Singles from Up and Away
- "Little Sally Tease" Released: June 1966 (Wand 1127); "If I Needed Someone" Released: October 1966 (Wand 1137); "Trouble" Released: January 1967 (Wand 1147); "Children's Caretaker" Released: April 1967 (Wand 1154); "(I Have Found) Another Girl" Released: May 1967 (Wand 1157);

Alternative cover
- UK cover

= Up and Away =

Up and Away is the sixth album by the rock band The Kingsmen, released in 1966.

==Release and reception==

The Kingsmen's sixth album represented a departure from previous efforts with new producers and a revamped line-up. Barry Curtis had been drafted and Norm Sundholm left to manage his Sunn amplifiers business. Their respective replacements were J.C. Rieck on keyboards with Kerry Magness and then Pete Borg on bass. Also new to the team were producers Paul Tannen and Mark Wildey.

The track list features a combination of reliable pop and R&B standards mixed with songs written by group members. This was the first Kingsmen album not to make the Billboard LP chart—an indication of the group's waning popularity as musical tastes changed in the mid-60s.

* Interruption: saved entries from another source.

#[cfg(test)]
mod tests {
    use super::*;
    use crate::provider::Provider;
    use crate::sink::MemorySink;
    use eventpipe_wire::Level;

    fn make_event() -> Arc<crate::provider::Event> {
        let provider = Provider::new("P", None);
        let event = provider.add_event(42, 0x1, 1, Level::Informational, false, None);
        event.set_session_bit(0, true);
        event
    }

    #[test]
    fn synchronous_session_calls_callback_exactly_once() {
        let calls: Arc<Mutex<Vec<(u32, Vec<u8>)>>> = Arc::new(Mutex::new(Vec::new()));
        let calls2 = calls.clone();
        let args = SessionArgs {
            kind: SessionType::Synchronous,
            format: SerializationFormat::NetTraceV4,
            circular_buffer_mb: 1,
            rundown_keyword: 0,
            providers: vec![SessionProvider::new("P", 0x1, Level::Verbose)],
            sink: None,
            sync_callback: Some(Box::new(move |instance| {
                calls2.lock().unwrap().push((instance.event.event_id, instance.payload.clone()));
            })),
        };
        let session = Session::new(0, args, Configuration::new(), Arc::new(EngineMetrics::new()));
        let event = make_event();
        let instance = EventInstance::new(
            event,
            ActivityId::from([1; 16]),
            ActivityId::NIL,
            1,
            clock::now(),
            0,
            vec![0xDE, 0xAD, 0xBE, 0xEF],
            Vec::new(),
        );
        assert!(session.write_event(None, &instance));
        let recorded = calls.lock().unwrap();
        assert_eq!(recorded.len(), 1);
        assert_eq!(recorded[0], (42, vec![0xDE, 0xAD, 0xBE, 0xEF]));
    }

    #[test]
    fn disable_is_idempotent() {
        let args = SessionArgs {
            kind: SessionType::FileStream,
            format: SerializationFormat::NetTraceV4,
            circular_buffer_mb: 1,
            rundown_keyword: 0,
            providers: vec![],
            sink: Some(Arc::new(MemorySink::new())),
            sync_callback: None,
        };
        let session = Session::new(0, args, Configuration::new(), Arc::new(EngineMetrics::new()));
        session.start_streaming();
        session.disable();
        session.disable();
        assert!(!session.has_errors());
    }

    #[test]
    fn metadata_is_deduplicated_across_repeated_events() {
        let sink = Arc::new(MemorySink::new());
        let args = SessionArgs {
            kind: SessionType::File,
            format: SerializationFormat::NetTraceV4,
            circular_buffer_mb: 4,
            rundown_keyword: 0,
            providers: vec![],
            sink: Some(sink.clone()),
            sync_callback: None,
        };
        let session = Session::new(0, args, Configuration::new(), Arc::new(EngineMetrics::new()));
        session.start_streaming();
        let event = make_event();
        let thread = crate::thread_registry::Thread::new(1);
        let state = thread.get_or_create_session_state(&session);
        for i in 0..10 {
            let instance = EventInstance::new(event.clone(), ActivityId::NIL, ActivityId::NIL, 1, 100 + i, 0, vec![1, 2], Vec::new());
            session.write_event(Some(&state), &instance);
        }
        session.disable();
        assert_eq!(session.metadata_ids.lock().unwrap().len(), 1);
        assert_eq!(session.num_events_written(), 10);
    }

    #[test]
    fn budget_exhaustion_drains_exactly_the_accepted_events() {
        let sink = Arc::new(MemorySink::new());
        let args = SessionArgs {
            kind: SessionType::FileStream,
            format: SerializationFormat::NetTraceV4,
            circular_buffer_mb: 1,
            rundown_keyword: 0,
            providers: vec![],
            sink: Some(sink),
            sync_callback: None,
        };
        let session = Session::new(0, args, Configuration::new(), Arc::new(EngineMetrics::new()));
        let event = make_event();
        let thread = crate::thread_registry::Thread::new(1);
        let state = thread.get_or_create_session_state(&session);

        let payload = vec![0u8; 100];
        let mut accepted = 0u64;
        for i in 0..20_000i64 {
            let instance = EventInstance::new(event.clone(), ActivityId::NIL, ActivityId::NIL, 1, i, 0, payload.clone(), Vec::new());
            if session.write_event(Some(&state), &instance) {
                accepted += 1;
            }
        }
        assert!(accepted < 20_000, "a 1 MiB budget should not absorb 20000 * 100-byte events");

        assert!(session.buffer_manager.size_of_all_buffers() <= crate::buffer_manager::clamp_budget(1 << 20));
        session.disable();
        assert_eq!(session.num_events_written(), accepted);
    }

    #[test]
    fn two_threads_are_split_across_a_sequence_point_boundary() {
        let sink = Arc::new(MemorySink::new());
        let args = SessionArgs {
            kind: SessionType::FileStream,
            format: SerializationFormat::NetTraceV4,
            circular_buffer_mb: 8,
            rundown_keyword: 0,
            providers: vec![],
            sink: Some(sink),
            sync_callback: None,
        };
        let session = Session::new(0, args, Configuration::new(), Arc::new(EngineMetrics::new()));
        let event = make_event();
        let thread_a = crate::thread_registry::Thread::new(1);
        let thread_b = crate::thread_registry::Thread::new(2);
        let state_a = thread_a.get_or_create_session_state(&session);
        let state_b = thread_b.get_or_create_session_state(&session);

        let write = |state: &Arc<ThreadSessionState>, tid: u64, ts: i64| {
            let instance = EventInstance::new(event.clone(), ActivityId::NIL, ActivityId::NIL, tid, ts, 0, vec![1], Vec::new());
            session.write_event(Some(state), &instance);
        };

        for ts in [1, 4, 9, 10, 11, 12] {
            write(&state_a, 1, ts);
        }
        write(&state_b, 2, 2);
        write(&state_b, 2, 6);

        let point = session.buffer_manager.capture_sequence_point();
        session.buffer_manager.retain_sequence_point(point);

        for ts in [13, 15] {
            write(&state_a, 1, ts);
        }
        write(&state_b, 2, 14);
        write(&state_b, 2, 20);

        let first_batch = session.drain_quantum(12);
        assert_eq!(first_batch, 8, "both threads' events up to the sequence point should drain together");
        assert!(session.buffer_manager.pop_sequence_point().is_some());

        let second_batch = session.drain_quantum(clock::now());
        assert_eq!(second_batch, 4);
        assert_eq!(session.num_events_written(), 12);
        session.disable();
    }
}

The January 7, 1967 issue of Billboard Magazine reviewed the album:
The "Louie Louie" group has come up with a change of pace package loaded with excitement. They run the gauntlet from the folk-oriented "If I Needed Someone" and "Grass Is Green" to hard rockers "Mustang Sally" and "Shake A Tail Feather." The well balanced and well loaded (14 selections) album can't miss.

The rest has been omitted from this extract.